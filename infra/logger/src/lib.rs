//! # Logger
//!
//! Installs the global `tracing` subscriber for the server and CLI binaries.
//!
//! * Console output goes to stderr, compact and colored, or one JSON object
//!   per line when [`LoggerBuilder::json`] is set.
//! * [`LoggerBuilder::path`] adds a daily rolling file written by a
//!   non-blocking worker; keep the returned [`Logger`] alive so it flushes.
//! * The level comes from `RUST_LOG`, falling back to [`LoggerBuilder::level`],
//!   unless [`LoggerBuilder::env_filter`] sets explicit directives.
//!
//! ## Example
//!
//! ```rust
//! use psf_logger::{LevelFilter, Logger};
//!
//! let _logger = Logger::builder()
//!     .name("psf-server")
//!     .level(LevelFilter::DEBUG)
//!     .init()
//!     .unwrap();
//!
//! tracing::debug!(package = "gold", "Package selected");
//! ```

mod error;

pub use crate::error::{LoggerError, LoggerErrorExt};
pub use tracing::level_filters::LevelFilter;
pub use tracing_appender::rolling::Rotation;

use private::Sealed;
use std::marker::PhantomData;
use std::path::PathBuf;
use tracing_appender::non_blocking::WorkerGuard;
use tracing_appender::rolling::RollingFileAppender;
use tracing_subscriber::fmt::layer;
use tracing_subscriber::layer::SubscriberExt;
use tracing_subscriber::util::SubscriberInitExt;
use tracing_subscriber::{EnvFilter, Layer};

const DEFAULT_MAX_FILES: usize = 10;
const LOG_FILE_SUFFIX: &str = "log";

#[derive(Debug)]
struct LoggerConfig {
    console: bool,
    json: bool,
    level: LevelFilter,
    env_filter: Option<String>,
    directory: Option<PathBuf>,
    rotation: Rotation,
    max_files: usize,
}

impl Default for LoggerConfig {
    fn default() -> Self {
        Self {
            console: true,
            json: false,
            level: LevelFilter::INFO,
            env_filter: None,
            directory: None,
            rotation: Rotation::DAILY,
            max_files: DEFAULT_MAX_FILES,
        }
    }
}

#[derive(Debug)]
pub struct Unnamed;
#[derive(Debug)]
pub struct Named(String);
#[derive(Debug)]
pub struct ConsoleOnly;
#[derive(Debug)]
pub struct WithFiles;

mod private {
    pub trait Sealed {}
}
impl Sealed for Unnamed {}
impl Sealed for Named {}
impl Sealed for ConsoleOnly {}
impl Sealed for WithFiles {}

/// Configures the global subscriber. A name is required before [`LoggerBuilder::init`].
#[derive(Debug)]
pub struct LoggerBuilder<N: Sealed = Unnamed, F: Sealed = ConsoleOnly> {
    config: LoggerConfig,
    name: N,
    files: PhantomData<F>,
}

impl<F: Sealed> LoggerBuilder<Unnamed, F> {
    /// Names the application; also the prefix of rolled log files.
    pub fn name(self, name: impl Into<String>) -> LoggerBuilder<Named, F> {
        LoggerBuilder { config: self.config, name: Named(name.into()), files: PhantomData }
    }
}

impl<F: Sealed> LoggerBuilder<Named, F> {
    #[must_use]
    pub const fn level(mut self, level: LevelFilter) -> Self {
        self.config.level = level;
        self
    }

    /// Explicit directives such as `psf_sponsorship=debug,tower_http=info`.
    ///
    /// These replace `RUST_LOG`. Invalid directives fail [`LoggerBuilder::init`].
    #[must_use]
    pub fn env_filter(mut self, directives: impl Into<String>) -> Self {
        self.config.env_filter = Some(directives.into());
        self
    }

    #[must_use]
    pub const fn console(mut self, enabled: bool) -> Self {
        self.config.console = enabled;
        self
    }

    /// One JSON object per event, on every output.
    #[must_use]
    pub const fn json(mut self, enabled: bool) -> Self {
        self.config.json = enabled;
        self
    }

    /// Also writes rolling log files into `directory`, created if missing.
    pub fn path(self, directory: impl Into<PathBuf>) -> LoggerBuilder<Named, WithFiles> {
        let mut config = self.config;
        config.directory = Some(directory.into());
        LoggerBuilder { config, name: self.name, files: PhantomData }
    }

    /// Installs the subscriber.
    ///
    /// # Errors
    /// [`LoggerError::Subscriber`] if a global subscriber already exists,
    /// [`LoggerError::InvalidConfiguration`] for an empty name, zero retained
    /// files, bad directives or no output at all.
    pub fn init(self) -> Result<Logger, LoggerError> {
        let LoggerBuilder { config, name: Named(name), .. } = self;
        validate(&config, &name)?;
        let filter = env_filter(&config)?;

        let mut layers = Vec::new();

        if config.console {
            let console = layer().with_writer(std::io::stderr);
            layers.push(if config.json {
                console.json().boxed()
            } else {
                console.compact().with_ansi(true).boxed()
            });
        }

        let guard = match &config.directory {
            Some(directory) => {
                std::fs::create_dir_all(directory).context(directory.display().to_string())?;

                let appender = RollingFileAppender::builder()
                    .rotation(config.rotation.clone())
                    .filename_prefix(&name)
                    .filename_suffix(LOG_FILE_SUFFIX)
                    .max_log_files(config.max_files)
                    .build(directory)
                    .context(directory.display().to_string())?;
                let (writer, guard) = tracing_appender::non_blocking(appender);

                let file = layer().with_writer(writer).with_ansi(false);
                layers.push(if config.json { file.json().boxed() } else { file.boxed() });
                Some(guard)
            },
            None => None,
        };

        if layers.is_empty() {
            return Err(LoggerError::invalid("Console disabled and no log directory set"));
        }

        tracing_subscriber::registry().with(filter).with(layers).try_init()?;
        tracing::debug!(logger = %name, json = config.json, "Logging initialized");

        Ok(Logger { guard })
    }
}

impl LoggerBuilder<Named, WithFiles> {
    /// How many rolled files to keep.
    #[must_use]
    pub const fn max_files(mut self, max: usize) -> Self {
        self.config.max_files = max;
        self
    }

    #[must_use]
    pub fn rotation(mut self, rotation: Rotation) -> Self {
        self.config.rotation = rotation;
        self
    }
}

/// Keeps the file writer alive; logs buffered for files are flushed on drop.
#[must_use = "dropping the logger stops file logging"]
#[derive(Debug)]
pub struct Logger {
    guard: Option<WorkerGuard>,
}

impl Logger {
    pub fn builder() -> LoggerBuilder {
        LoggerBuilder { config: LoggerConfig::default(), name: Unnamed, files: PhantomData }
    }

    /// Whether a file writer is attached.
    #[must_use]
    pub const fn writes_files(&self) -> bool {
        self.guard.is_some()
    }
}

fn validate(config: &LoggerConfig, name: &str) -> Result<(), LoggerError> {
    if name.trim().is_empty() {
        return Err(LoggerError::invalid("Logger name cannot be empty"));
    }
    if config.max_files == 0 {
        return Err(LoggerError::invalid("max_files must be greater than zero"));
    }
    Ok(())
}

fn env_filter(config: &LoggerConfig) -> Result<EnvFilter, LoggerError> {
    let builder = EnvFilter::builder().with_default_directive(config.level.into());
    match &config.env_filter {
        None => Ok(builder.from_env_lossy()),
        Some(directives) => builder.parse(directives).map_err(|e| {
            LoggerError::invalid(format!("Invalid env filter '{directives}': {e}"))
        }),
    }
}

▶ Work task
List each line of the entries that holds the string "validate".

▶ Response
        validate(&config, &name)?;
fn validate(config: &LoggerConfig, name: &str) -> Result<(), LoggerError> {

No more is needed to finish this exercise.